Finding another home nearby has become impossible for people, many of whom survive on 150 rupees a day, less than the cost of a pack of cigarettes. Rajendra Prasad, who says he has lived in the area for more than 20 years, said homeowners have raised the advance deposit on flat rentals to 40,000 rupees ($753) with a 4,000-5,000 rupee ($75-$95) down payment, knowing that demand is high. He said he would have left the slum long ago if he earned that kind of money.
Maverick representatives handed out cash to get people to leave the site, according to people who witnessed it. Nobody has said who came up with the cash. A few accepted 5,000 rupees, said Francis, who said he has lived there for 14 years. That won’t pay for too much shelter. Some people took as little as 2,000 rupees, ($38) volunteers in the area said.
S. Prathiba, a ninth grader at the Government School in Ejipura, said she was going to school after two weeks as she lost her uniforms and books in the demolition. Her parents and she are now living on the street, she said.
Though people in the neighbourhood said they received only verbal notices to leave in December, they had plenty of time to move, said BBMT’s chief engineer, B T Ramesh in an interview. They received notice to move in October, and many residents were unauthorized to begin with, he said.
“Even if you give one year’s time, they won’t move out and would continue to stay there,” he said. Maverick did not respond to multiple telephone requests for comment, and company officials at the Ejipura site declined to be interviewed.
It would be hard to argue that the city and the developer broke any laws. It is a good intention to house the people, provided there is housing to give. Forcing people to leave their homes to improve the quality of life in a city is not unheard of, but doing it to build a mall doesn’t seem right.

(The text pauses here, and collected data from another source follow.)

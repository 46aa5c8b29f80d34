//! Browser session identity.
//!
//! Each browser gets a `pg_session` cookie holding a UUID; the report
//! store is keyed by it. The cookie carries no data and no expiry — the
//! session's reports live in process memory and die with it.

use axum::extract::Request;
use axum::http::{header, HeaderValue};
use axum::middleware::Next;
use axum::response::Response;
use uuid::Uuid;

/// Name of the session cookie.
pub const SESSION_COOKIE: &str = "pg_session";

/// The session id extracted (or minted) for the current request.
#[derive(Debug, Clone, Copy, PartialEq, Eq)]
pub struct SessionId(pub Uuid);

/// Middleware: attach a `SessionId` to every request, issuing the cookie
/// when the browser doesn't present a valid one yet.
pub async fn issue_session(mut request: Request, next: Next) -> Response {
    let existing = request
        .headers()
        .get(header::COOKIE)
        .and_then(|value| value.to_str().ok())
        .and_then(parse_session_cookie);

    let (id, is_new) = match existing {
        Some(id) => (id, false),
        None => (Uuid::new_v4(), true),
    };
    request.extensions_mut().insert(SessionId(id));

    let mut response = next.run(request).await;
    if is_new {
        let cookie = format!("{SESSION_COOKIE}={id}; Path=/; HttpOnly; SameSite=Lax");
        if let Ok(value) = HeaderValue::from_str(&cookie) {
            response.headers_mut().append(header::SET_COOKIE, value);
        }
    }
    response
}

/// Pull a valid session UUID out of a Cookie header value.
fn parse_session_cookie(header: &str) -> Option<Uuid> {
    header
        .split(';')
        .filter_map(|pair| pair.trim().split_once('='))
        .find(|(name, _)| *name == SESSION_COOKIE)
        .and_then(|(_, value)| Uuid::parse_str(value.trim()).ok())
}

#[cfg(test)]
mod tests {
    use super::*;

    #[test]
    fn parses_session_cookie_among_others() {
        let id = Uuid::new_v4();
        let header = format!("theme=dark; {SESSION_COOKIE}={id}; lang=en");
        assert_eq!(parse_session_cookie(&header), Some(id));
    }

    #[test]
    fn ignores_missing_or_invalid_cookie() {
        assert_eq!(parse_session_cookie("theme=dark"), None);
        assert_eq!(
            parse_session_cookie(&format!("{SESSION_COOKIE}=not-a-uuid")),
            None
        );
        assert_eq!(parse_session_cookie(""), None);
    }

    #[test]
    fn ignores_lookalike_cookie_names() {
        let id = Uuid::new_v4();
        assert_eq!(
            parse_session_cookie(&format!("x{SESSION_COOKIE}={id}")),
            None
        );
    }
}
//! Transport adapter for the external analysis service.
//!
//! The whole exchange is one request: `POST {base}/analyze` with a
//! multipart body (`file` = the VCF bytes, `drugs` = comma-joined names),
//! answered by a JSON array of [`DrugRiskReport`]. Every report is
//! schema-validated here before it can reach a caller; the response is
//! never trusted silently.

use std::time::Duration;

use crate::models::DrugRiskReport;

/// Errors from the analysis exchange.
#[derive(Debug, thiserror::Error)]
pub enum AnalysisError {
    #[error("Cannot reach analysis service at {0}")]
    Connection(String),
    #[error("Analysis request timed out after {0}s")]
    Timeout(u64),
    #[error("Analysis service returned {status}: {body}")]
    RequestFailed { status: u16, body: String },
    #[error("Malformed analysis response: {0}")]
    MalformedResponse(String),
    #[error("HTTP client error: {0}")]
    Http(String),
}

/// HTTP client for the analysis service.
pub struct AnalysisClient {
    base_url: String,
    client: reqwest::Client,
    timeout_secs: u64,
}

impl AnalysisClient {
    /// Create a client for the service at `base_url`.
    pub fn new(base_url: &str, timeout_secs: u64) -> Self {
        let client = reqwest::Client::builder()
            .timeout(Duration::from_secs(timeout_secs))
            .build()
            .expect("Failed to create HTTP client");

        Self {
            base_url: base_url.trim_end_matches('/').to_string(),
            client,
            timeout_secs,
        }
    }

    /// Client configured from the environment
    /// (`PHARMAGUARD_ANALYSIS_URL`, `PHARMAGUARD_ANALYSIS_TIMEOUT_SECS`).
    pub fn from_env() -> Self {
        Self::new(
            &crate::config::analysis_base_url(),
            crate::config::analysis_timeout_secs(),
        )
    }

    pub fn base_url(&self) -> &str {
        &self.base_url
    }

    /// Submit a VCF and a non-empty drug list for analysis.
    ///
    /// Exactly one request; no retry. Returns the reports in response
    /// order, each already structurally validated.
    pub async fn submit(
        &self,
        file_name: &str,
        file_bytes: Vec<u8>,
        drugs: &[String],
    ) -> Result<Vec<DrugRiskReport>, AnalysisError> {
        let url = format!("{}/analyze", self.base_url);

        let file_part = reqwest::multipart::Part::bytes(file_bytes)
            .file_name(file_name.to_string());
        let form = reqwest::multipart::Form::new()
            .part("file", file_part)
            .text("drugs", drugs.join(","));

        tracing::info!(%url, drug_count = drugs.len(), "Submitting analysis request");

        let response = self
            .client
            .post(&url)
            .multipart(form)
            .send()
            .await
            .map_err(|e| {
                if e.is_connect() {
                    AnalysisError::Connection(self.base_url.clone())
                } else if e.is_timeout() {
                    AnalysisError::Timeout(self.timeout_secs)
                } else {
                    AnalysisError::Http(e.to_string())
                }
            })?;

        let status = response.status();
        if !status.is_success() {
            let body = response.text().await.unwrap_or_default();
            return Err(AnalysisError::RequestFailed {
                status: status.as_u16(),
                body,
            });
        }

        let body = response
            .text()
            .await
            .map_err(|e| AnalysisError::Http(e.to_string()))?;

        let reports: Vec<DrugRiskReport> = serde_json::from_str(&body)
            .map_err(|e| AnalysisError::MalformedResponse(e.to_string()))?;

        for (i, report) in reports.iter().enumerate() {
            report.validate().map_err(|e| {
                AnalysisError::MalformedResponse(format!("report[{i}]: {e}"))
            })?;
        }

        tracing::info!(report_count = reports.len(), "Analysis response accepted");
        Ok(reports)
    }
}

The trouble with being poor in India is that it’s easy to be overlooked. Bad things happen to them all the time – farmer suicides, forced evictions for mining companies and factories looking to exploit the land – after a while, it’s not a headline anymore. As for malls, young newly middle-class Indians like to socialise amid the shops, the restaurants, cinemas and air conditioning. Meanwhile, the people who used to live where the food court will stand will be hovering just outside and just on the edge of sight.